** DATA TO EXAMINE follows **

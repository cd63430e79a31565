//! The guided-tour plan: stage order, auto-install eligibility, and the
//! settle delay between chained stages.

use crate::core::StageKind;
use std::collections::HashSet;
use std::time::Duration;

/// Settle delay between chained stage entries on the guided tour.
pub const SETTLE_DELAY: Duration = Duration::from_millis(1200);

/// Ordered stage plan for one process run.
#[derive(Debug, Clone)]
pub struct TourPlan {
    stages: Vec<StageKind>,
    auto_install: HashSet<StageKind>,
    settle_delay: Duration,
}

impl TourPlan {
    /// Creates a plan over the given stage order with every stage
    /// auto-install-eligible.
    #[must_use]
    pub fn new(stages: Vec<StageKind>) -> Self {
        let auto_install = stages.iter().copied().collect();
        Self {
            stages,
            auto_install,
            settle_delay: SETTLE_DELAY,
        }
    }

    /// The standard first-boot tour over all six provisioning categories.
    #[must_use]
    pub fn standard() -> Self {
        Self::new(vec![
            StageKind::WindowsSettings,
            StageKind::GroupPolicy,
            StageKind::ProgramUninstall,
            StageKind::DependencyInstall,
            StageKind::PythonDependencyInstall,
            StageKind::ProgramInstall,
        ])
    }

    /// Restricts auto-install eligibility to the given stages.
    #[must_use]
    pub fn with_auto_install(mut self, stages: impl IntoIterator<Item = StageKind>) -> Self {
        self.auto_install = stages.into_iter().collect();
        self
    }

    /// Overrides the settle delay.
    #[must_use]
    pub fn with_settle_delay(mut self, delay: Duration) -> Self {
        self.settle_delay = delay;
        self
    }

    /// Number of stages in the plan.
    #[must_use]
    pub fn len(&self) -> usize {
        self.stages.len()
    }

    /// Returns true if the plan has no stages.
    #[must_use]
    pub fn is_empty(&self) -> bool {
        self.stages.is_empty()
    }

    /// The stage at one index.
    #[must_use]
    pub fn stage_at(&self, index: usize) -> Option<StageKind> {
        self.stages.get(index).copied()
    }

    /// Whether a stage may auto-install.
    #[must_use]
    pub fn is_auto_install(&self, stage: StageKind) -> bool {
        self.auto_install.contains(&stage)
    }

    /// Whether an index is the final stage.
    #[must_use]
    pub fn is_final(&self, index: usize) -> bool {
        !self.stages.is_empty() && index == self.stages.len() - 1
    }

    /// The settle delay between chained entries.
    #[must_use]
    pub fn settle_delay(&self) -> Duration {
        self.settle_delay
    }
}

impl Default for TourPlan {
    fn default() -> Self {
        Self::standard()
    }
}
//! Command execution: the invoker boundary, success-code classification,
//! platform command shapes, and the per-task executor.

mod commands;
mod executor;
mod invoker;
mod success_codes;

pub use commands::{CommandLine, PlatformCommands};
pub use executor::CommandExecutor;
pub use invoker::{CommandInvoker, Invocation, SystemInvoker};
pub use success_codes::SuccessCodes;
//! Typed task records.
//!
//! Payloads are a tagged variant per task kind so required fields are
//! checked when the catalog is parsed. Externally supplied templates still
//! get runtime validation at execution time; a malformed payload fails
//! that task only.

use serde::{Deserialize, Serialize};
use std::fmt;
use std::time::Duration;

/// Timeout bound for settings, policy, and uninstall invocations.
pub const SETTINGS_TIMEOUT: Duration = Duration::from_secs(300);

/// Timeout bound for package and dependency install invocations.
pub const INSTALL_TIMEOUT: Duration = Duration::from_secs(600);

/// Stable task identifier, unique within its catalog.
#[derive(Debug, Clone, PartialEq, Eq, Hash, Serialize, Deserialize)]
#[serde(untagged)]
pub enum TaskId {
    /// Numeric identifier.
    Int(i64),
    /// String identifier.
    Text(String),
}

impl fmt::Display for TaskId {
    fn fmt(&self, f: &mut fmt::Formatter<'_>) -> fmt::Result {
        match self {
            Self::Int(n) => write!(f, "{n}"),
            Self::Text(s) => write!(f, "{s}"),
        }
    }
}

/// The kind of work a task performs.
#[derive(Debug, Clone, Copy, PartialEq, Eq, Hash, Serialize, Deserialize)]
#[serde(rename_all = "snake_case")]
pub enum TaskKind {
    /// Create/set a registry value.
    RegistryEdit,
    /// Install one or more packages via the package manager.
    PackageInstall,
    /// Uninstall one or more packages via the package manager.
    PackageUninstall,
    /// Install a language-runtime dependency.
    PythonPackageInstall,
    /// Run a pre-formatted shell command template.
    ShellCommand,
}

impl fmt::Display for TaskKind {
    fn fmt(&self, f: &mut fmt::Formatter<'_>) -> fmt::Result {
        match self {
            Self::RegistryEdit => write!(f, "registry_edit"),
            Self::PackageInstall => write!(f, "package_install"),
            Self::PackageUninstall => write!(f, "package_uninstall"),
            Self::PythonPackageInstall => write!(f, "python_package_install"),
            Self::ShellCommand => write!(f, "shell_command"),
        }
    }
}

/// Which uninstall backend a `PackageUninstall` task targets.
///
/// Appx removal goes through `Get-AppxPackage | Remove-AppxPackage` and has
/// its own already-absent classification; winget removal shares the package
/// manager's success-code table.
#[derive(Debug, Clone, Copy, Default, PartialEq, Eq, Hash, Serialize, Deserialize)]
#[serde(rename_all = "snake_case")]
pub enum UninstallSource {
    /// The package manager (`winget uninstall --id`).
    Winget,
    /// A provisioned app package, removed by wildcard name match.
    #[default]
    Appx,
}

/// Kind-specific task parameters.
#[derive(Debug, Clone, PartialEq, Eq, Serialize, Deserialize)]
#[serde(tag = "kind", rename_all = "snake_case")]
pub enum TaskPayload {
    /// Registry value edit: probe the path, create it if absent, then set
    /// the value with the declared type.
    RegistryEdit {
        /// Registry path of the target key.
        path: String,
        /// Name of the value under the key.
        value_name: String,
        /// Declared value type (e.g. `REG_DWORD`).
        value_type: String,
        /// Value data to set.
        value_data: String,
    },
    /// Package installs; `ids` is a comma-separated identifier list.
    PackageInstall {
        /// Comma-separated package identifiers.
        ids: String,
    },
    /// Package uninstalls; `ids` is a comma-separated identifier list.
    PackageUninstall {
        /// Comma-separated package identifiers.
        ids: String,
        /// Uninstall backend; app packages when unspecified.
        #[serde(default)]
        source: UninstallSource,
    },
    /// A single language-runtime dependency.
    PythonPackageInstall {
        /// The dependency requirement (name or name==version).
        requirement: String,
    },
    /// A raw command template with `{placeholder}` markers.
    ShellCommand {
        /// The command template.
        template: String,
    },
}

impl TaskPayload {
    /// Returns the kind tag for this payload.
    #[must_use]
    pub fn kind(&self) -> TaskKind {
        match self {
            Self::RegistryEdit { .. } => TaskKind::RegistryEdit,
            Self::PackageInstall { .. } => TaskKind::PackageInstall,
            Self::PackageUninstall { .. } => TaskKind::PackageUninstall,
            Self::PythonPackageInstall { .. } => TaskKind::PythonPackageInstall,
            Self::ShellCommand { .. } => TaskKind::ShellCommand,
        }
    }

    /// The per-invocation timeout bound for this payload kind.
    ///
    /// Installs get the longer bound; settings, policy, uninstall, and shell
    /// commands the shorter one.
    #[must_use]
    pub fn timeout(&self) -> Duration {
        match self {
            Self::PackageInstall { .. } | Self::PythonPackageInstall { .. } => INSTALL_TIMEOUT,
            Self::RegistryEdit { .. } | Self::PackageUninstall { .. } | Self::ShellCommand { .. } => {
                SETTINGS_TIMEOUT
            }
        }
    }
}

/// Splits a comma-separated identifier list, trimming whitespace and
/// dropping empty entries.
#[must_use]
pub fn split_identifiers(list: &str) -> Vec<&str> {
    list.split(',')
        .map(str::trim)
        .filter(|s| !s.is_empty())
        .collect()
}

/// One unit of provisioning work.
#[derive(Debug, Clone, PartialEq, Serialize, Deserialize)]
pub struct Task {
    /// Stable identifier, unique within the catalog.
    pub id: TaskId,
    /// Display label, used for status reporting.
    pub name: String,
    /// Disabled tasks are filtered out of the catalog, never scheduled.
    #[serde(default = "default_enabled", rename = "enable")]
    pub enabled: bool,
    /// Kind-specific parameters.
    #[serde(flatten)]
    pub payload: TaskPayload,
}

fn default_enabled() -> bool {
    true
}

impl Task {
    /// Creates an enabled task.
    #[must_use]
    pub fn new(id: TaskId, name: impl Into<String>, payload: TaskPayload) -> Self {
        Self {
            id,
            name: name.into(),
            enabled: true,
            payload,
        }
    }

    /// Marks the task disabled.
    #[must_use]
    pub fn disabled(mut self) -> Self {
        self.enabled = false;
        self
    }

    /// Returns the kind of this task.
    #[must_use]
    pub fn kind(&self) -> TaskKind {
        self.payload.kind()
    }
}
//! Composition-root configuration.
//!
//! Loaded once from a JSON store and passed by handle into the controller,
//! runner, and sink constructors; never held as ambient global state.

use crate::context::PlaceholderContext;
use crate::errors::ProvisionError;
use crate::exec::SuccessCodes;
use serde::{Deserialize, Serialize};
use std::path::{Path, PathBuf};

fn default_functions_dir() -> PathBuf {
    PathBuf::from("Functions")
}

/// Typed configuration for one provisioning run.
#[derive(Debug, Clone, Serialize, Deserialize)]
pub struct ProvisionConfig {
    /// Directory holding the per-stage catalog files.
    #[serde(default = "default_functions_dir")]
    pub functions_dir: PathBuf,

    /// Product activation key, exposed as the `product_key` placeholder.
    #[serde(default)]
    pub product_key: Option<String>,

    /// Host name, exposed as the `computer_name` placeholder and used as
    /// the host identifier on outcome records.
    #[serde(default)]
    pub computer_name: Option<String>,

    /// Extra package-manager exit codes to classify as success, replacing
    /// the default table when set.
    #[serde(default)]
    pub success_codes: Option<Vec<i32>>,
}

impl Default for ProvisionConfig {
    fn default() -> Self {
        Self {
            functions_dir: default_functions_dir(),
            product_key: None,
            computer_name: None,
            success_codes: None,
        }
    }
}

impl ProvisionConfig {
    /// Loads the configuration from a JSON file.
    ///
    /// # Errors
    ///
    /// `ProvisionError::Io` when the file cannot be read,
    /// `ProvisionError::Config` when it cannot be parsed.
    pub fn load(path: impl AsRef<Path>) -> Result<Self, ProvisionError> {
        let bytes = std::fs::read(path.as_ref())?;
        serde_json::from_slice(&bytes)
            .map_err(|err| ProvisionError::Config(format!("invalid config: {err}")))
    }

    /// Builds the placeholder snapshot for a stage run.
    #[must_use]
    pub fn placeholder_context(&self) -> PlaceholderContext {
        let mut ctx = PlaceholderContext::new();
        if let Some(ref key) = self.product_key {
            ctx = ctx.with_value("product_key", key);
        }
        if let Some(ref name) = self.computer_name {
            ctx = ctx.with_value("computer_name", name);
        }
        ctx
    }

    /// The success-code table for package-manager invocations.
    #[must_use]
    pub fn success_codes(&self) -> SuccessCodes {
        match &self.success_codes {
            Some(codes) => SuccessCodes::new(codes.iter().copied()),
            None => SuccessCodes::default(),
        }
    }

    /// The host identifier used on outcome records.
    #[must_use]
    pub fn host_identifier(&self) -> String {
        self.computer_name
            .clone()
            .unwrap_or_else(|| "unknown-host".to_string())
    }
}

#[cfg(test)]
mod tests {
    use super::*;
    use pretty_assertions::assert_eq;

    #[test]
    fn test_load_full_config() {
        let dir = tempfile::tempdir().unwrap();
        let path = dir.path().join("config.json");
        std::fs::write(
            &path,
            r#"{
                "functions_dir": "Data/Functions",
                "product_key": "XXXXX-YYYYY",
                "computer_name": "WS-042",
                "success_codes": [3010]
            }"#,
        )
        .unwrap();

        let config = ProvisionConfig::load(&path).unwrap();
        assert_eq!(config.functions_dir, PathBuf::from("Data/Functions"));
        assert_eq!(config.host_identifier(), "WS-042");
        assert!(config.success_codes().is_success(3010));
        assert!(!config.success_codes().is_success(-1_978_335_189));
    }

    #[test]
    fn test_defaults() {
        let config: ProvisionConfig = serde_json::from_str("{}").unwrap();
        assert_eq!(config.functions_dir, PathBuf::from("Functions"));
        assert_eq!(config.host_identifier(), "unknown-host");
        // Default table keeps the winget known-success codes.
        assert!(config.success_codes().is_success(-1_978_335_189));
    }

    #[test]
    fn test_placeholder_context_round_trip() {
        let config = ProvisionConfig {
            product_key: Some("ABCDE".into()),
            computer_name: Some("WS-1".into()),
            ..ProvisionConfig::default()
        };
        let ctx = config.placeholder_context();
        assert_eq!(ctx.get("product_key"), Some("ABCDE"));
        assert_eq!(
            ctx.substitute("rename {computer_name}").unwrap(),
            "rename WS-1"
        );
    }

    #[test]
    fn test_missing_file_is_io_error() {
        let err = ProvisionConfig::load("no/such/config.json").unwrap_err();
        assert!(matches!(err, ProvisionError::Io(_)));
    }
}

** End of DATA TO EXAMINE **

- WORK TO BE COMPLETED
For this exercise, repeat exactly the lines of the data above from the one with "self.payload.kind()" down to the one with "serde_json::from_slice(&bytes)", both end lines included.

- WRITTEN RESPONSE
        self.payload.kind()
    }
}
//! Composition-root configuration.
//!
//! Loaded once from a JSON store and passed by handle into the controller,
//! runner, and sink constructors; never held as ambient global state.

use crate::context::PlaceholderContext;
use crate::errors::ProvisionError;
use crate::exec::SuccessCodes;
use serde::{Deserialize, Serialize};
use std::path::{Path, PathBuf};

fn default_functions_dir() -> PathBuf {
    PathBuf::from("Functions")
}

/// Typed configuration for one provisioning run.
#[derive(Debug, Clone, Serialize, Deserialize)]
pub struct ProvisionConfig {
    /// Directory holding the per-stage catalog files.
    #[serde(default = "default_functions_dir")]
    pub functions_dir: PathBuf,

    /// Product activation key, exposed as the `product_key` placeholder.
    #[serde(default)]
    pub product_key: Option<String>,

    /// Host name, exposed as the `computer_name` placeholder and used as
    /// the host identifier on outcome records.
    #[serde(default)]
    pub computer_name: Option<String>,

    /// Extra package-manager exit codes to classify as success, replacing
    /// the default table when set.
    #[serde(default)]
    pub success_codes: Option<Vec<i32>>,
}

impl Default for ProvisionConfig {
    fn default() -> Self {
        Self {
            functions_dir: default_functions_dir(),
            product_key: None,
            computer_name: None,
            success_codes: None,
        }
    }
}

impl ProvisionConfig {
    /// Loads the configuration from a JSON file.
    ///
    /// # Errors
    ///
    /// `ProvisionError::Io` when the file cannot be read,
    /// `ProvisionError::Config` when it cannot be parsed.
    pub fn load(path: impl AsRef<Path>) -> Result<Self, ProvisionError> {
        let bytes = std::fs::read(path.as_ref())?;
        serde_json::from_slice(&bytes)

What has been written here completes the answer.